There’s a lot that we know is coming down the pike in terms of data privacy, right data privacy, privacy, safe machine learning, privacy, safe data collection, and such that is absolutely going to impact marketers now, whether marketers and marketing teams know this or not.
That is the big question.
The laws have been passed, some have taken effect already, many are on their way.
For example, the biggest one is California’s CPRA, which will take effect January 1 2023.
One of the big, big changes in this law compared to CCPA, which was passed and went into effect in 2020, is that CCPA said, companies above a certain size, may not sell consumer data without consent without permission.
The CPRA changes that to say, sell or share.
So if you were doing a webinar, say with with my company Trust Insights, and in the past, we’d come to an agreement that we would co brand this and such, and I administered it, I wouldn’t be able to share that data with you, I would not be able to share that data with you, unless the consumer had opted in to having the data being shared, right.
And so that changes a lot of how companies, especially B2B companies do their work.
Right? Because instead of being able to share data, now, you have to obtain consent.

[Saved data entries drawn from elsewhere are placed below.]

//! In-process engine speaking the bridge's line protocol.

use std::collections::VecDeque;
use std::io;
use std::sync::{Arc, Mutex, MutexGuard};

use rbridge_kernel::EngineTransport;

use crate::interp::Interpreter;

#[derive(Debug, Default)]
struct Shared {
    commands: Vec<String>,
    interp: Interpreter,
    replies: VecDeque<String>,
    broken: bool,
    finished: bool,
}

/// A transport backed by [`Interpreter`] instead of a child process.
///
/// Every command is recorded verbatim; replies queue up until read.
#[derive(Debug, Clone, Default)]
pub struct MockEngine {
    shared: Arc<Mutex<Shared>>,
}

/// Observer for a [`MockEngine`] that has been handed to a session.
#[derive(Debug, Clone)]
pub struct MockHandle {
    shared: Arc<Mutex<Shared>>,
}

impl MockEngine {
    pub fn new() -> Self {
        Self::default()
    }

    /// The engine as a boxed transport, plus a handle for assertions.
    pub fn boxed() -> (Box<dyn EngineTransport>, MockHandle) {
        let engine = Self::new();
        let handle = engine.handle();
        (Box::new(engine), handle)
    }

    pub fn handle(&self) -> MockHandle {
        MockHandle {
            shared: Arc::clone(&self.shared),
        }
    }

    fn lock(&self) -> MutexGuard<'_, Shared> {
        self.shared.lock().unwrap_or_else(|e| e.into_inner())
    }
}

impl EngineTransport for MockEngine {
    fn send(&mut self, command: &str) -> io::Result<()> {
        let mut shared = self.lock();
        if shared.broken || shared.finished || shared.interp.quit {
            return Err(io::Error::new(io::ErrorKind::BrokenPipe, "mock engine pipe closed"));
        }
        shared.commands.push(command.to_string());
        shared.interp.run(command);
        let lines: Vec<String> = shared.interp.output.drain(..).collect();
        shared.replies.extend(lines);
        Ok(())
    }

    fn read_line(&mut self) -> io::Result<Option<String>> {
        let mut shared = self.lock();
        if shared.broken {
            return Err(io::Error::new(io::ErrorKind::BrokenPipe, "mock engine pipe closed"));
        }
        Ok(shared.replies.pop_front())
    }

    fn finish(&mut self) -> Vec<String> {
        let mut shared = self.lock();
        shared.finished = true;
        if shared.interp.quit {
            Vec::new()
        } else {
            vec!["mock engine never received q()".to_string()]
        }
    }
}

impl MockHandle {
    fn lock(&self) -> MutexGuard<'_, Shared> {
        self.shared.lock().unwrap_or_else(|e| e.into_inner())
    }

    /// Every command sent so far, in order.
    pub fn commands(&self) -> Vec<String> {
        self.lock().commands.clone()
    }

    /// Commands sent after the first `skip`, joined with newlines.
    pub fn script_since(&self, skip: usize) -> String {
        let shared = self.lock();
        let skip = skip.min(shared.commands.len());
        shared.commands[skip..].join("\n")
    }

    pub fn command_count(&self) -> usize {
        self.lock().commands.len()
    }

    /// Whether the engine holds a binding for `name`.
    pub fn has_variable(&self, name: &str) -> bool {
        self.lock().interp.vars.contains_key(name)
    }

    /// Errors the engine reported, as it would on stderr.
    pub fn errors(&self) -> Vec<String> {
        self.lock().interp.errors.clone()
    }

    pub fn quit_received(&self) -> bool {
        self.lock().interp.quit
    }

    pub fn finished(&self) -> bool {
        self.lock().finished
    }

    /// Make every later send and read fail as if the process died.
    pub fn break_pipe(&self) {
        self.lock().broken = true;
    }

    /// Have the engine delete every spooled file as soon as it has read it,
    /// so the session's own purge finds nothing to remove.
    pub fn unlink_scanned_files(&self) {
        self.lock().interp.unlink_scanned = true;
    }

    /// Run a script directly inside the engine, bypassing the protocol.
    pub fn run_directly(&self, script: &str) {
        let mut shared = self.lock();
        shared.interp.run(script);
        shared.interp.output.clear();
    }
}

#[cfg(test)]
mod tests {
    use super::*;

    #[test]
    fn records_and_replies() {
        let (mut engine, handle) = MockEngine::boxed();
        engine.send("x<-(2);").unwrap();
        engine.send("exists(\"x\");").unwrap();
        assert_eq!(engine.read_line().unwrap(), Some("[1] TRUE".to_string()));
        assert_eq!(engine.read_line().unwrap(), None);
        assert_eq!(handle.commands(), vec!["x<-(2);", "exists(\"x\");"]);
        assert!(handle.has_variable("x"));
    }

    #[test]
    fn broken_pipe_fails_io() {
        let (mut engine, handle) = MockEngine::boxed();
        handle.break_pipe();
        assert_eq!(engine.send("q();").unwrap_err().kind(), io::ErrorKind::BrokenPipe);
        assert!(engine.read_line().is_err());
    }

    #[test]
    fn finish_reports_missing_quit() {
        let (mut engine, handle) = MockEngine::boxed();
        assert_eq!(engine.finish().len(), 1);
        assert!(handle.finished());

        let (mut engine, handle) = MockEngine::boxed();
        engine.send("q();").unwrap();
        assert!(engine.finish().is_empty());
        assert!(handle.quit_received());
    }
}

And from a consumer perspective, right, you and I are consumers makes total sense.
I prefer that as a consumer that you asked me for my permission before you go sharing my data with somebody, regardless of whether money changes hands or not, that data is still valuable.
And so the big data trend that we as marketers need to be paying attention to for the next two to five years is privacy safe data collection, what data you’re collecting.
More important, what are you doing with the data? If you’re collecting all this information, and you never act on it? Why Why bother? Right? Why collected unused data is a financial waste because it costs money to store it, it costs money to audit it, it costs money to process it.
It is a security risk is massive security risk, right? unused data, is just waiting for somebody to break in and steal it, the less you have to steal, the less liability you have, right? If you are collecting, you know, first and last and date of birth and social security number and home address and home phone number.
But all you ever do is email people get rid of everything else except the email address.
You’re not using it, you’re not making good decisions with it.
One of the things that I think is really important for marketers to think about is of the data that you do have, how much of it is predictive? So let’s say you have somebody’s postal code, right? You’re collecting postal code, zip code in the USA postal code in other parts of the world.
If you apply data science to that, that feature among all the other features in your data set, what predictive power does it have? Does it tell you the propensity of somebody to make a purchase, right, if somebody from a certain zip code has a higher propensity to purchase and others and that’s useful information.
On the other hand, if you run a sophisticated statistical analysis, and you find that there is no predictive power in that piece of data, stop collecting it, just turn it off because it’s not helping you write same with somebody, you know, home address.
If that information does not help you predict the business outcome you care about, stop collecting it, it’s not helping, on the other hand, keep the things that do have predictive power.
And that is not I wouldn’t call that a trend.
I would call that a best practice.
Do that analysis to figure out what data has predictive power and what data does not all of the information you collect, and know the information you store Other data trends, right now, I would say probably one of the largest ones that people are still in the very beginning stages of is actually harnessing artificial intelligence for marketing purposes.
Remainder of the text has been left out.